(Dataset items)
———
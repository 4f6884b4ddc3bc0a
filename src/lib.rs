//! Response rewriter - post-processing for conversational-AI responses
//!
//! Detects and strips embedded trigger sequences, reformats timestamps for
//! display and manages parameters on a response's named contexts. Every
//! operation mutates or inspects a caller-owned [`Response`] in place.

pub mod config;
mod error;
pub mod model;
pub mod params;
pub mod pattern;
pub mod pipeline;
pub mod rewrite;
pub mod triggers;

pub use config::RewriteConfig;
pub use error::{RewriteError, RewriteResult};
pub use model::{Context, Message, ParamValue, Parameters, Response};
pub use pattern::{SubstituteMode, DATE_FORMAT};
pub use pipeline::{Pipeline, PipelineReport};
pub use triggers::{QueryTrigger, SipTrigger, Trigger, TriggerKind, TriggerRegistry, TriggerReport};
//! Property-based tests for pattern matching and rewriting
//!
//! These tests verify key invariants of the rewrite helpers:
//! - Matching agrees with the regex engine on the textual field
//! - Single-shot substitution rewrites exactly the rightmost occurrence
//! - Exhaustive substitution of a literal equals `str::replace`
//! - Trigger stripping is idempotent and leaves no SIP trigger behind,
//!   nested triggers included
//! - Embedded timestamps are rendered with the display format

#![allow(clippy::redundant_closure_for_method_calls)]

use super::{matches, reformat, substitute, SubstituteMode, DATE_FORMAT};
use crate::model::{Message, Response};
use crate::triggers::TriggerRegistry;
use chrono::NaiveDate;
use proptest::prelude::*;
use regex::Regex;

// ============================================================================
// Strategies
// ============================================================================

/// Lowercase filler: no digits, no uppercase, no trigger sigils
fn arb_filler() -> impl Strategy<Value = String> {
    "[a-z ,.]{0,20}"
}

/// Literal token that never occurs inside filler
fn arb_token() -> impl Strategy<Value = String> {
    "[A-Z]{2,4}"
}

/// A SIP trigger occurrence with a random payload
fn arb_sip_trigger() -> impl Strategy<Value = String> {
    (
        prop::sample::select(vec!["handover", "hangup", "play_file", "pause", "send_dtmf"]),
        "[a-z0-9+]{0,8}",
    )
        .prop_map(|(action, payload)| format!("$sip.{action}('{payload}')"))
}

/// Filler interleaved with SIP triggers
fn arb_triggered_text() -> impl Strategy<Value = String> {
    prop::collection::vec((arb_filler(), arb_sip_trigger()), 0..5).prop_map(|pairs| {
        pairs
            .into_iter()
            .map(|(filler, trigger)| format!("{filler}{trigger}"))
            .collect::<String>()
    })
}

/// One SIP trigger spliced into another, so removing the inner one joins the outer
fn arb_nested_trigger() -> impl Strategy<Value = String> {
    (arb_sip_trigger(), arb_sip_trigger(), any::<prop::sample::Index>()).prop_map(
        |(outer, inner, split)| {
            let at = 1 + split.index(outer.len() - 1);
            let (head, tail) = outer.split_at(at);
            format!("{head}{inner}{tail}")
        },
    )
}

fn arb_datetime() -> impl Strategy<Value = chrono::NaiveDateTime> {
    (1970i32..2100, 1u32..=12, 1u32..=28, 0u32..24, 0u32..60, 0u32..60).prop_map(
        |(y, mo, d, h, mi, s)| {
            NaiveDate::from_ymd_opt(y, mo, d)
                .and_then(|date| date.and_hms_opt(h, mi, s))
                .expect("generated components are in range")
        },
    )
}

// ============================================================================
// Invariant 1: matches agrees with the regex engine
// ============================================================================

proptest! {
    #![proptest_config(ProptestConfig::with_cases(300))]

    #[test]
    fn prop_matches_agrees_with_regex(
        line in "[a-c]{0,12}",
        pattern in "[a-c]{1,3}",
    ) {
        let re = Regex::new(&pattern).unwrap();
        let msg = Message::text(line.clone());
        prop_assert_eq!(matches(&msg, &re), re.is_match(&line));

        let card = Message::card("", line.clone());
        prop_assert_eq!(matches(&card, &re), re.is_match(&line));

        let empty = Message::Text { lines: vec![] };
        prop_assert!(!matches(&empty, &re));
    }
}

// ============================================================================
// Invariant 2: Once rewrites only the rightmost occurrence
// ============================================================================

proptest! {
    #![proptest_config(ProptestConfig::with_cases(300))]

    #[test]
    fn prop_once_rewrites_rightmost(
        parts in prop::collection::vec(arb_filler(), 2..6),
        token in arb_token(),
        replacement in arb_filler(),
    ) {
        let line = parts.join(&token);
        let re = Regex::new(&regex::escape(&token)).unwrap();

        let mut expected = line.clone();
        let last = expected.rfind(&token).unwrap();
        expected.replace_range(last..last + token.len(), &replacement);

        let mut msg = Message::text(line);
        prop_assert_eq!(substitute(&mut msg, &re, &replacement, SubstituteMode::Once), 1);
        prop_assert_eq!(msg, Message::text(expected));
    }
}

// ============================================================================
// Invariant 3: Exhaustive literal substitution equals str::replace
//
// Holds even when the replacement contains the token, which would loop
// forever under whole-field re-matching.
// ============================================================================

proptest! {
    #![proptest_config(ProptestConfig::with_cases(300))]

    #[test]
    fn prop_exhaustive_equals_replace(
        parts in prop::collection::vec(arb_filler(), 1..6),
        token in arb_token(),
        wrap in any::<bool>(),
    ) {
        let line = parts.join(&token);
        let replacement = if wrap { format!("<{token}>") } else { "_".to_string() };
        let re = Regex::new(&regex::escape(&token)).unwrap();

        let mut msg = Message::text(line.clone());
        let count = substitute(&mut msg, &re, &replacement, SubstituteMode::Exhaustive);
        prop_assert_eq!(count, parts.len() - 1);
        prop_assert_eq!(msg, Message::text(line.replace(&token, &replacement)));
    }
}

// ============================================================================
// Invariant 4: remove_all is idempotent and leaves no SIP trigger
// ============================================================================

proptest! {
    #![proptest_config(ProptestConfig::with_cases(200))]

    #[test]
    fn prop_remove_all_idempotent(
        lines in prop::collection::vec(arb_triggered_text(), 1..4),
    ) {
        let registry = TriggerRegistry::global();
        let mut response = Response::new(lines.into_iter().map(Message::text).collect());

        registry.remove_all(&mut response);
        let stripped = response.clone();
        prop_assert_eq!(registry.remove_all(&mut response), 0);
        prop_assert_eq!(&response, &stripped);

        for message in &response.messages {
            for trigger in registry.sip() {
                prop_assert!(!matches(message, &trigger.pattern));
            }
        }
    }
}

proptest! {
    #![proptest_config(ProptestConfig::with_cases(200))]

    #[test]
    fn prop_remove_all_nested_triggers(
        prefix in arb_filler(),
        nested in arb_nested_trigger(),
        suffix in arb_filler(),
    ) {
        let registry = TriggerRegistry::global();
        let mut response = Response::new(vec![Message::text(format!("{prefix}{nested}{suffix}"))]);

        prop_assert!(registry.remove_all(&mut response) >= 1);
        prop_assert_eq!(registry.remove_all(&mut response), 0);
        prop_assert_eq!(&response.messages[0], &Message::text(format!("{prefix}{suffix}")));
    }
}

// ============================================================================
// Invariant 5: timestamps render with the display format
// ============================================================================

proptest! {
    #![proptest_config(ProptestConfig::with_cases(300))]

    #[test]
    fn prop_reformat_embedded_timestamps(
        prefix in arb_filler(),
        middle in arb_filler(),
        suffix in arb_filler(),
        first in arb_datetime(),
        second in arb_datetime(),
    ) {
        let iso = |d: &chrono::NaiveDateTime| d.format("%Y-%m-%dT%H:%M:%S").to_string();
        let shown = |d: &chrono::NaiveDateTime| d.format(DATE_FORMAT).to_string();

        let mut msg = Message::text(format!("{prefix}{}{middle}{}{suffix}", iso(&first), iso(&second)));
        prop_assert_eq!(reformat(&mut msg).unwrap(), 2);
        prop_assert_eq!(
            msg,
            Message::text(format!("{prefix}{}{middle}{}{suffix}", shown(&first), shown(&second)))
        );
    }
}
———
TASK INSTRUCTIONS: Start at the first line of the entries above. Set down each line exactly through the one with "the textual field", and stop there.

ANSWER BOX:
repository 4f6884b4ddc3bc0a
filename src/lib.rs
//! Response rewriter - post-processing for conversational-AI responses
//!
//! Detects and strips embedded trigger sequences, reformats timestamps for
//! display and manages parameters on a response's named contexts. Every
//! operation mutates or inspects a caller-owned [`Response`] in place.

pub mod config;
mod error;
pub mod model;
pub mod params;
pub mod pattern;
pub mod pipeline;
pub mod rewrite;
pub mod triggers;

pub use config::RewriteConfig;
pub use error::{RewriteError, RewriteResult};
pub use model::{Context, Message, ParamValue, Parameters, Response};
pub use pattern::{SubstituteMode, DATE_FORMAT};
pub use pipeline::{Pipeline, PipelineReport};
pub use triggers::{QueryTrigger, SipTrigger, Trigger, TriggerKind, TriggerRegistry, TriggerReport};
//! Property-based tests for pattern matching and rewriting
//!
//! These tests verify key invariants of the rewrite helpers:
//! - Matching agrees with the regex engine on the textual field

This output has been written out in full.